El caldo es una de las preparaciones más fundamentales de la cocina. Puede ser la base de sopas, salsas, risottos, cremas y guisos, y su calidad marca una diferencia enorme. Una de las reglas más importantes —y menos conocidas— es que el caldo nunca debe hervir a borbotones, sino mantenerse en un punto donde apenas “tiembla”.
1. El problema del hervor fuerte
Cuando el caldo hierve con burbujas grandes y violentas:
- Fragmenta los ingredientes sólidos
- Mezcla impurezas con el líquido
- Emulsiona la grasa, volviendo el caldo opaco
- Destruye lentamente la claridad y suavidad del sabor
El resultado es un caldo turbio, con sabor confuso y textura pesada.

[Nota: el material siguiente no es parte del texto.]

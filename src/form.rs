use crate::data::Student;
use email_address::EmailAddress;
use jiff::{
    Timestamp,
    civil::{Date, DateTime},
};

/// The form bound to the editor. The editor only ever asks whether it is valid.
pub trait BoundForm: Send {
    fn is_valid(&self, student: &Student) -> bool;
}

/// The rules of the student details form.
#[derive(Debug, Default, Clone, Copy)]
pub struct StudentDetailsForm;

impl StudentDetailsForm {
    /// Names of the fields that currently fail validation.
    pub fn invalid_fields(student: &Student) -> Vec<&'static str> {
        let mut invalid = Vec::new();
        if student.first_name.trim().is_empty() {
            invalid.push("firstName");
        }
        if student.last_name.trim().is_empty() {
            invalid.push("lastName");
        }
        if !EmailAddress::is_valid(student.email.trim()) {
            invalid.push("email");
        }
        if !is_date_of_birth(&student.date_of_birth) {
            invalid.push("dateOfBirth");
        }
        if student.mobile == 0 {
            invalid.push("mobile");
        }
        if student.gender_id.is_empty() {
            invalid.push("genderId");
        }
        invalid
    }
}

impl BoundForm for StudentDetailsForm {
    fn is_valid(&self, student: &Student) -> bool {
        let invalid = Self::invalid_fields(student);
        if !invalid.is_empty() {
            debug!(?invalid, "student form invalid");
        }
        invalid.is_empty()
    }
}

//the API hands dates back as date-times, with or without an offset or `Z`,
//the date picker sends plain dates
fn is_date_of_birth(raw: &str) -> bool {
    let raw = raw.trim();
    raw.parse::<Date>().is_ok()
        || raw.parse::<DateTime>().is_ok()
        || raw.parse::<Timestamp>().is_ok()
}

#[cfg(test)]
mod tests {
    use super::*;

    fn valid_student() -> Student {
        Student {
            first_name: "Ada".into(),
            last_name: "Lovelace".into(),
            date_of_birth: "1815-12-10".into(),
            email: "ada@example.com".into(),
            mobile: 447_700_900_000,
            gender_id: "g1".into(),
            ..Student::default()
        }
    }

    #[test]
    fn complete_student_is_valid() {
        assert!(StudentDetailsForm.is_valid(&valid_student()));

        let api_shaped = Student {
            date_of_birth: "1815-12-10T00:00:00".into(),
            ..valid_student()
        };
        assert!(StudentDetailsForm.is_valid(&api_shaped));
    }

    #[test]
    fn utc_and_offset_dates_are_accepted() {
        for date_of_birth in ["2000-01-01T00:00:00Z", "2000-01-01T00:00:00+02:00"] {
            let student = Student {
                date_of_birth: date_of_birth.into(),
                ..valid_student()
            };
            assert!(
                StudentDetailsForm::invalid_fields(&student).is_empty(),
                "{date_of_birth} should be a valid date of birth"
            );
        }
    }

    #[test]
    fn empty_student_fails_every_rule() {
        assert_eq!(
            StudentDetailsForm::invalid_fields(&Student::default()),
            vec!["firstName", "lastName", "email", "dateOfBirth", "mobile", "genderId"]
        );
    }

    #[test]
    fn malformed_email_and_date_are_caught() {
        let student = Student {
            email: "not an email".into(),
            date_of_birth: "10/12/1815".into(),
            ..valid_student()
        };
        assert_eq!(
            StudentDetailsForm::invalid_fields(&student),
            vec!["email", "dateOfBirth"]
        );
    }
}
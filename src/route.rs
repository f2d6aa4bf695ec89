use std::collections::HashMap;

pub const ID_PARAM: &str = "id";
/// Route value meaning "create a new record" rather than "load one".
pub const ADD_SENTINEL: &str = "add";

/// One emission of the route's parameter stream.
#[derive(Debug, Clone, Default, PartialEq, Eq)]
pub struct ParamMap(HashMap<String, String>);

impl ParamMap {
    pub fn with_id(id: impl Into<String>) -> Self {
        let mut params = Self::default();
        params.insert(ID_PARAM, id);
        params
    }

    pub fn insert(&mut self, key: impl Into<String>, value: impl Into<String>) {
        self.0.insert(key.into(), value.into());
    }

    pub fn get(&self, key: &str) -> Option<&str> {
        self.0.get(key).map(String::as_str)
    }

    pub fn id(&self) -> Option<&str> {
        self.get(ID_PARAM)
    }

}

/// Where a navigation URL leads, relative to the editor.
#[derive(Debug, Clone, PartialEq, Eq)]
pub enum RouteTarget {
    /// The collection listing. Going there leaves the editor.
    Collection,
    /// A single record, fed back to the editor as a route emission.
    Detail(ParamMap),
}

impl RouteTarget {
    /// Matches `url` against `{collection}` and `{collection}/{id}`.
    pub fn from_url(url: &str, collection: &str) -> Option<Self> {
        let rest = url.trim_matches('/').strip_prefix(collection)?;
        if rest.is_empty() {
            return Some(Self::Collection);
        }
        let id = rest.strip_prefix('/')?;
        if id.is_empty() || id.contains('/') {
            return None;
        }
        Some(Self::Detail(ParamMap::with_id(id)))
    }
}

pub fn is_add_sentinel(id: &str) -> bool {
    id.eq_ignore_ascii_case(ADD_SENTINEL)
}
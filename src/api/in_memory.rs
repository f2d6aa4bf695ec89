use crate::{
    api::{GenderApi, StudentApi},
    config::ApiConfig,
    data::{Gender, ImageUpload, Student, UploadedImage},
    error::{EditorResult, MissingGenderSnafu, MissingStudentSnafu},
};
use async_trait::async_trait;
use snafu::OptionExt;
use std::{collections::HashMap, sync::Arc};
use tokio::sync::RwLock;
use uuid::Uuid;

/// An in-process stand-in for the remote student API.
#[derive(Debug)]
pub struct InMemoryStudentApi {
    students: RwLock<HashMap<String, Student>>,
    images: RwLock<HashMap<String, Vec<u8>>>,
    genders: Vec<Gender>,
    api_config: Arc<ApiConfig>,
}

impl InMemoryStudentApi {
    pub fn new(api_config: Arc<ApiConfig>, genders: Vec<Gender>) -> Self {
        Self {
            students: RwLock::default(),
            images: RwLock::default(),
            genders,
            api_config,
        }
    }

    pub fn with_default_genders(api_config: Arc<ApiConfig>) -> Self {
        let genders = ["Female", "Male", "Other"]
            .into_iter()
            .map(|description| Gender::new(Uuid::new_v4().to_string(), description))
            .collect();
        Self::new(api_config, genders)
    }

    pub fn genders(&self) -> &[Gender] {
        &self.genders
    }

    pub async fn image_bytes(&self, relative_path: &str) -> Option<Vec<u8>> {
        self.images.read().await.get(relative_path).cloned()
    }

    fn resolve_gender(&self, student: &mut Student) -> EditorResult<()> {
        if student.gender_id.is_empty() {
            student.gender = Gender::default();
            return Ok(());
        }
        let gender = self
            .genders
            .iter()
            .find(|gender| gender.id == student.gender_id)
            .context(MissingGenderSnafu {
                id: student.gender_id.clone(),
            })?;
        student.gender = gender.clone();
        Ok(())
    }
}

#[async_trait]
impl StudentApi for InMemoryStudentApi {
    async fn get_student(&self, id: &str) -> EditorResult<Student> {
        self.students
            .read()
            .await
            .get(id)
            .cloned()
            .context(MissingStudentSnafu { id })
    }

    async fn update_student(&self, id: &str, mut student: Student) -> EditorResult<Student> {
        self.resolve_gender(&mut student)?;

        let mut students = self.students.write().await;
        let existing = students.get_mut(id).context(MissingStudentSnafu { id })?;

        //the image only changes through uploads, and ids never change
        student.id = existing.id.clone();
        student.address.id = existing.address.id.clone();
        student.profile_image_url = existing.profile_image_url.clone();
        *existing = student.clone();

        Ok(student)
    }

    async fn delete_student(&self, id: &str) -> EditorResult<()> {
        let removed = self
            .students
            .write()
            .await
            .remove(id)
            .context(MissingStudentSnafu { id })?;

        if !removed.profile_image_url.is_empty() {
            self.images.write().await.remove(&removed.profile_image_url);
        }
        Ok(())
    }

    async fn add_student(&self, mut student: Student) -> EditorResult<Student> {
        self.resolve_gender(&mut student)?;

        student.id = Uuid::new_v4().to_string();
        student.address.id = Uuid::new_v4().to_string();
        student.profile_image_url = String::new();

        self.students
            .write()
            .await
            .insert(student.id.clone(), student.clone());
        debug!(id = %student.id, "stored new student");
        Ok(student)
    }

    async fn upload_image(&self, id: &str, image: ImageUpload) -> EditorResult<UploadedImage> {
        let mut students = self.students.write().await;
        let student = students.get_mut(id).context(MissingStudentSnafu { id })?;

        let relative_path = format!("images/{id}.{}", image.extension);
        self.images
            .write()
            .await
            .insert(relative_path.clone(), image.bytes);
        student.profile_image_url.clone_from(&relative_path);
        debug!(%id, %relative_path, content_type = %image.content_type, "stored profile image");

        Ok(UploadedImage {
            id: id.to_string(),
            profile_image_url: relative_path,
        })
    }

    fn get_image_path(&self, relative_path: &str) -> String {
        self.api_config.image_path(relative_path)
    }
}

#[async_trait]
impl GenderApi for InMemoryStudentApi {
    async fn get_gender_list(&self) -> EditorResult<Vec<Gender>> {
        Ok(self.genders.clone())
    }
}
// logging.rs — File logger next to the DLL.
//
// The game has no console, so everything goes to heroes_widescreen.log in
// the mod's directory. The file is truncated on every launch.

use log::LevelFilter;
use simplelog::{ConfigBuilder, WriteLogger};
use std::fs::File;
use std::path::{Path, PathBuf};

pub const FILE_NAME: &str = "heroes_widescreen.log";

pub fn log_path(dir: &Path) -> PathBuf {
    dir.join(FILE_NAME)
}

/// Install the global logger. Later calls (and a file that cannot be created)
/// leave logging as it was.
pub fn init(dir: &Path) {
    let Ok(file) = File::create(log_path(dir)) else { return };

    let level = if cfg!(debug_assertions) { LevelFilter::Debug } else { LevelFilter::Info };
    let config = ConfigBuilder::new()
        .set_target_level(LevelFilter::Off)
        .set_thread_level(LevelFilter::Off)
        .build();
    let _ = WriteLogger::init(level, config, file);
}
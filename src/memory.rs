// memory.rs — Protection-aware reads/writes at absolute addresses.
//
// The mod runs inside the game process, so "target memory" is our own address
// space. Writes go through VirtualProtect because several cells live in the
// executable's code section (window style immediates).

use crate::error::Result;
use crate::math::Vec2;

pub trait Memory: Send + Sync {
    fn read_bytes(&self, address: usize, buf: &mut [u8]) -> Result<()>;
    fn write_bytes(&self, address: usize, bytes: &[u8]) -> Result<()>;

    fn read_i32(&self, address: usize) -> Result<i32> {
        let mut buf = [0; 4];
        self.read_bytes(address, &mut buf)?;
        Ok(i32::from_le_bytes(buf))
    }

    fn write_i32(&self, address: usize, value: i32) -> Result<()> {
        self.write_bytes(address, &value.to_le_bytes())
    }

    fn read_u32(&self, address: usize) -> Result<u32> {
        let mut buf = [0; 4];
        self.read_bytes(address, &mut buf)?;
        Ok(u32::from_le_bytes(buf))
    }

    fn write_u32(&self, address: usize, value: u32) -> Result<()> {
        self.write_bytes(address, &value.to_le_bytes())
    }

    fn write_f64(&self, address: usize, value: f64) -> Result<()> {
        self.write_bytes(address, &value.to_le_bytes())
    }

    /// Two packed little-endian f32s (RwV2d).
    fn read_vec2(&self, address: usize) -> Result<Vec2> {
        let mut buf = [0; 8];
        self.read_bytes(address, &mut buf)?;
        let [x0, x1, x2, x3, y0, y1, y2, y3] = buf;
        Ok(Vec2::new(f32::from_le_bytes([x0, x1, x2, x3]), f32::from_le_bytes([y0, y1, y2, y3])))
    }

    fn write_vec2(&self, address: usize, v: Vec2) -> Result<()> {
        let mut buf = [0; 8];
        buf[..4].copy_from_slice(&v.x.to_le_bytes());
        buf[4..].copy_from_slice(&v.y.to_le_bytes());
        self.write_bytes(address, &buf)
    }
}

#[cfg(windows)]
pub use self::process::ProcessMemory;

#[cfg(windows)]
mod process {
    use super::Memory;
    use crate::error::{Error, Result};
    use winapi::shared::minwindef::DWORD;
    use winapi::um::memoryapi::{VirtualProtect, VirtualQuery};
    use winapi::um::winnt::{
        MEMORY_BASIC_INFORMATION, MEM_COMMIT, PAGE_EXECUTE_READ, PAGE_EXECUTE_READWRITE,
        PAGE_EXECUTE_WRITECOPY, PAGE_READONLY, PAGE_READWRITE, PAGE_WRITECOPY,
    };

    /// Memory of the process this DLL is loaded into.
    pub struct ProcessMemory;

    /// Protection of the committed region holding all of `addr..addr + len`.
    unsafe fn region_protect(addr: usize, len: usize) -> Option<DWORD> {
        if addr == 0 || len == 0 { return None; }
        let mut mbi: MEMORY_BASIC_INFORMATION = std::mem::zeroed();
        let ret = VirtualQuery(addr as *const _, &mut mbi,
            std::mem::size_of::<MEMORY_BASIC_INFORMATION>());
        if ret == 0 { return None; }
        if mbi.State != MEM_COMMIT { return None; }
        if addr + len > mbi.BaseAddress as usize + mbi.RegionSize { return None; }
        Some(mbi.Protect)
    }

    /// Check if a memory region is committed and readable.
    unsafe fn is_readable(addr: usize, len: usize) -> bool {
        let readable = PAGE_READONLY | PAGE_READWRITE | PAGE_WRITECOPY
            | PAGE_EXECUTE_READ | PAGE_EXECUTE_READWRITE | PAGE_EXECUTE_WRITECOPY;
        matches!(region_protect(addr, len), Some(p) if p & readable != 0)
    }

    impl Memory for ProcessMemory {
        fn read_bytes(&self, address: usize, buf: &mut [u8]) -> Result<()> {
            unsafe {
                if !is_readable(address, buf.len()) {
                    return Err(Error::Unmapped { address, len: buf.len() });
                }
                std::ptr::copy_nonoverlapping(address as *const u8, buf.as_mut_ptr(), buf.len());
            }
            Ok(())
        }

        fn write_bytes(&self, address: usize, bytes: &[u8]) -> Result<()> {
            let len = bytes.len();
            unsafe {
                let protect = region_protect(address, len).ok_or(Error::Unmapped { address, len })?;
                // Heap data (cameras, resolution cells) is already writable
                if protect & (PAGE_READWRITE | PAGE_EXECUTE_READWRITE) != 0 {
                    std::ptr::copy_nonoverlapping(bytes.as_ptr(), address as *mut u8, len);
                    return Ok(());
                }

                // Code-section cells: make the target writable for the duration of the copy
                let mut old: u32 = 0;
                if VirtualProtect(address as *mut _, len, PAGE_EXECUTE_READWRITE, &mut old) == 0 {
                    return Err(Error::Protect { address, len });
                }
                std::ptr::copy_nonoverlapping(bytes.as_ptr(), address as *mut u8, len);
                VirtualProtect(address as *mut _, len, old, &mut old);
            }
            Ok(())
        }
    }
}
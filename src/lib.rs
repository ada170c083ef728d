// lib.rs — DLL entry point for the Sonic Heroes widescreen fix.
//
// The game's RenderWare camera is hard-wired for 4:3. When this DLL is loaded
// into Tsonic_win.exe, DllMain fires with DLL_PROCESS_ATTACH and:
//   1. Opens the log and loads heroes_widescreen.toml (both next to the DLL)
//   2. Patches the resolution presets and window style
//   3. Hooks RwCameraSetViewWindow, CameraBuildPerspClipPlanes and the ini
//      reader, so every frame's projection is corrected for the live window
// DLL_PROCESS_DETACH removes the hooks again.
//
// Must be compiled as a 32-bit cdylib (i686-pc-windows-msvc). The platform
// independent parts also build on other targets so they can be tested.

#![allow(non_snake_case)]

// Compile-time guard: the hooked addresses only exist in the 32-bit executable
#[cfg(all(windows, not(target_arch = "x86")))]
compile_error!("Build with i686-pc-windows-msvc (32-bit x86).");

pub mod aspect;   // Axis-selection scaling law
pub mod camera;   // RwCamera field access
pub mod config;   // GraphicsSettings (TOML)
pub mod context;  // Owned mod state + detours + install/shutdown
pub mod error;    // Error type
pub mod hook;     // Function hook lifecycle (MinHook)
pub mod intercept; // Camera hook bodies
pub mod layout;   // Addresses and offsets for the supported executable
pub mod logging;  // File logger
pub mod math;     // Vec2
pub mod memory;   // Protection-aware memory writes
pub mod patches;  // One-shot init patches
pub mod resize;   // Window resize -> engine resolution cells
pub mod window;   // Live client area of the game window

pub use error::{Error, Result};

#[cfg(windows)]
mod dll {
    use crate::config::{self, GraphicsSettings};
    use crate::context::{self, Platform};
    use crate::hook::MinHook;
    use crate::layout::GameLayout;
    use crate::memory::ProcessMemory;
    use crate::window::Win32Window;
    use crate::{logging, Result};
    use std::path::{Path, PathBuf};
    use winapi::shared::minwindef::{BOOL, DWORD, HINSTANCE, LPVOID, TRUE};
    use winapi::um::libloaderapi::{DisableThreadLibraryCalls, GetModuleFileNameA};
    use winapi::um::winnt::{DLL_PROCESS_ATTACH, DLL_PROCESS_DETACH};

    /// Directory containing this DLL (settings and log live there).
    unsafe fn dll_dir(hinst: HINSTANCE) -> PathBuf {
        let mut buf = [0u8; 512];
        let len = GetModuleFileNameA(hinst, buf.as_mut_ptr() as _, buf.len() as u32) as usize;
        if len > 0 {
            if let Ok(s) = std::str::from_utf8(&buf[..len]) {
                if let Some(dir) = Path::new(s).parent() {
                    return dir.to_path_buf();
                }
            }
        }
        PathBuf::from(".")
    }

    unsafe fn init(dir: &Path) -> Result<()> {
        let settings = GraphicsSettings::load_or_create(&dir.join(config::FILE_NAME))?;
        log::info!("settings: {:?}", settings);

        let platform = Platform {
            backend: Box::new(MinHook::new()?),
            window: Box::new(Win32Window::new()),
            memory: Box::new(ProcessMemory),
        };
        context::install(settings, GameLayout::SONIC_HEROES, platform)?;
        Ok(())
    }

    /// DLL entry point — called by Windows when the DLL is loaded/unloaded.
    #[no_mangle]
    pub unsafe extern "system" fn DllMain(
        hinst: HINSTANCE,
        reason: DWORD,
        _reserved: LPVOID,
    ) -> BOOL {
        match reason {
            DLL_PROCESS_ATTACH => {
                // Prevent DLL_THREAD_ATTACH/DETACH notifications (we don't need them)
                DisableThreadLibraryCalls(hinst);

                // Hooks go in synchronously: the engine reads its ini and
                // builds its first camera right after the loader returns.
                let dir = dll_dir(hinst);
                logging::init(&dir);
                log::info!("DLL attached");
                match init(&dir) {
                    Ok(()) => log::info!("widescreen fix active"),
                    Err(e) => {
                        log::error!("init failed, running unmodified: {}", e);
                        context::shutdown();
                    }
                }
            }
            DLL_PROCESS_DETACH => {
                context::shutdown();
                log::logger().flush();
            }
            _ => {}
        }
        TRUE
    }
}
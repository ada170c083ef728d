// error.rs — Crate-wide error type.
//
// Init-time failures (hooks, patches, config) are propagated with `?` up to
// `init()`. Per-call faults inside the camera detours use the same type but
// never leave the detour: the detour falls back to the original routine.

use std::path::PathBuf;

#[derive(Debug, thiserror::Error)]
pub enum Error {
    #[error("MinHook initialisation failed (status {0})")]
    HookInit(i32),

    #[error("failed to create hook at {address:#010X} (status {status})")]
    HookCreate { address: usize, status: i32 },

    #[error("failed to enable hook at {address:#010X} (status {status})")]
    HookEnable { address: usize, status: i32 },

    #[error("failed to disable hook at {address:#010X} (status {status})")]
    HookDisable { address: usize, status: i32 },

    #[error("failed to remove hook at {address:#010X} (status {status})")]
    HookRemove { address: usize, status: i32 },

    #[error("a hook already exists at {0:#010X}")]
    DuplicateHook(usize),

    #[error("hook at {address:#010X} is {actual:?}, expected {expected:?}")]
    HookState {
        address: usize,
        expected: crate::hook::HookState,
        actual: crate::hook::HookState,
    },

    #[error("detour for {0:#010X} is not a plain function pointer")]
    NotAFunctionPointer(usize),

    #[error("could not change protection of {len} bytes at {address:#010X}")]
    Protect { address: usize, len: usize },

    #[error("no mapped memory at {address:#010X} ({len} bytes)")]
    Unmapped { address: usize, len: usize },

    #[error("client area is degenerate ({width}x{height})")]
    DegenerateWindow { width: i32, height: i32 },

    #[error("game window not found")]
    WindowNotFound,

    #[error("camera pointer is null")]
    NullCamera,

    #[error("camera view window is not finite ({x}, {y})")]
    NonFiniteViewWindow { x: f32, y: f32 },

    #[error("could not register window event hook")]
    WinEventHook,

    #[error("mod context is already initialised")]
    AlreadyInitialised,

    #[error("io error on {path}: {source}")]
    ConfigIo {
        path: PathBuf,
        #[source]
        source: std::io::Error,
    },

    #[error("could not parse {path}: {source}")]
    ConfigParse {
        path: PathBuf,
        #[source]
        source: toml::de::Error,
    },

    #[error("could not serialise settings: {0}")]
    ConfigSerialize(#[from] toml::ser::Error),

    #[error("invalid settings: {0}")]
    InvalidSettings(String),
}

pub type Result<T> = std::result::Result<T, Error>;

#[cfg(test)]
mod tests {
    use super::*;

    #[test]
    fn hook_failures_name_the_step() {
        let disable = Error::HookDisable { address: 0x0064AC80, status: 5 }.to_string();
        let remove = Error::HookRemove { address: 0x0064AC80, status: 5 }.to_string();
        assert_eq!(disable, "failed to disable hook at 0x0064AC80 (status 5)");
        assert_eq!(remove, "failed to remove hook at 0x0064AC80 (status 5)");
    }
}
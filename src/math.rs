// math.rs — 2D vector type matching RenderWare's RwV2d.

/// A 2-component vector (x, y) matching the engine's `RwV2d` layout.
/// Used for the camera's view window and reciprocal view window.
#[derive(Clone, Copy, Debug, Default, PartialEq)]
#[repr(C)]
pub struct Vec2 {
    pub x: f32,
    pub y: f32,
}

impl Vec2 {
    pub const fn new(x: f32, y: f32) -> Self {
        Self { x, y }
    }

    /// Both components are finite (no NaN/inf from a half-initialised camera).
    pub fn is_finite(self) -> bool {
        self.x.is_finite() && self.y.is_finite()
    }
}
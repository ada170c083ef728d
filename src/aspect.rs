// aspect.rs — The axis-selection scaling law.
//
// The engine's projection is authored for 4:3. At any other ratio one axis of
// the view window has to absorb the difference: wide windows widen X, narrow
// or tall windows shrink Y. `aspect_ratio_limit` decides which.
//
// Forward and inverse use the same factor (multiply / divide) so a round trip
// hands the engine back its own value.

use crate::error::Result;
use crate::math::Vec2;
use crate::window::ClientSize;

/// The ratio the engine's field of view was authored for.
pub const ORIGINAL_ASPECT_RATIO: f32 = 4.0 / 3.0;

#[derive(Clone, Copy, Debug, PartialEq, Eq)]
pub enum Axis {
    X,
    Y,
}

/// One resolved correction: which axis moves and by what factor.
#[derive(Clone, Copy, Debug, PartialEq)]
pub struct Correction {
    pub axis: Axis,
    pub factor: f32,
}

impl Correction {
    /// Stretch the view window for the current window shape.
    pub fn apply(self, v: Vec2) -> Vec2 {
        match self.axis {
            Axis::X => Vec2 { x: v.x * self.factor, ..v },
            Axis::Y => Vec2 { y: v.y * self.factor, ..v },
        }
    }

    /// Exact algebraic undo of `apply`.
    pub fn unapply(self, v: Vec2) -> Vec2 {
        match self.axis {
            Axis::X => Vec2 { x: v.x / self.factor, ..v },
            Axis::Y => Vec2 { y: v.y / self.factor, ..v },
        }
    }

    /// Forward correction for the reciprocal view window. The field already
    /// holds 1/viewWindow, so the forward direction is a division.
    pub fn apply_reciprocal(self, v: Vec2) -> Vec2 {
        self.unapply(v)
    }

    pub fn is_identity(self) -> bool {
        self.factor == 1.0
    }
}

/// Holds the configured limit; everything else is computed per call.
#[derive(Clone, Copy, Debug, PartialEq)]
pub struct AspectCorrector {
    limit: f32,
}

impl AspectCorrector {
    pub fn new(aspect_ratio_limit: f32) -> Self {
        Self { limit: aspect_ratio_limit }
    }

    /// Pick the axis and factor for a live aspect ratio.
    pub fn correction(&self, current_aspect_ratio: f32) -> Correction {
        let scale = current_aspect_ratio / ORIGINAL_ASPECT_RATIO;
        if current_aspect_ratio >= self.limit {
            Correction { axis: Axis::X, factor: scale }
        } else {
            Correction { axis: Axis::Y, factor: 1.0 / scale }
        }
    }

    /// Same as `correction`, from a client area. Fails on a minimised or
    /// zero-sized window instead of dividing by zero.
    pub fn correction_for(&self, size: ClientSize) -> Result<Correction> {
        Ok(self.correction(size.aspect_ratio()?))
    }
}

2. El hervor suave o “temblor”
El hervor perfecto es aquel donde:
- Solo aparecen burbujas pequeñas alrededor del borde
- El líquido se mueve lentamente
- Nada salta ni burbujea agresivamente
Este movimiento suave extrae todo el sabor, pero mantiene los ingredientes íntegros.
3. Ventajas del “temblor”
- El caldo queda claro
- La grasa se queda arriba y puede retirarse
- Los vegetales mantienen estructura
- El sabor es más profundo y redondo
- Las proteínas animales no se deshacen ni enturbian el líquido
Por eso caldos profesionales como consomés, fondos y fumets siempre se cocinan a fuego mínimo.
4. Cómo lograr el punto ideal
- Después de que hierva, baja el fuego al mínimo.
- Ajusta hasta que solo haya pequeñas burbujas alrededor.
- No tapes completamente la olla.
- Espuma la superficie con cuchara si salen impurezas.
- No muevas el caldo innecesariamente.
Conclusión
La diferencia entre un caldo casero promedio y uno verdaderamente profesional está en el fuego.
Un caldo que “tiembla” concentra sabor, mantiene claridad y desarrolla un perfil aromático superior.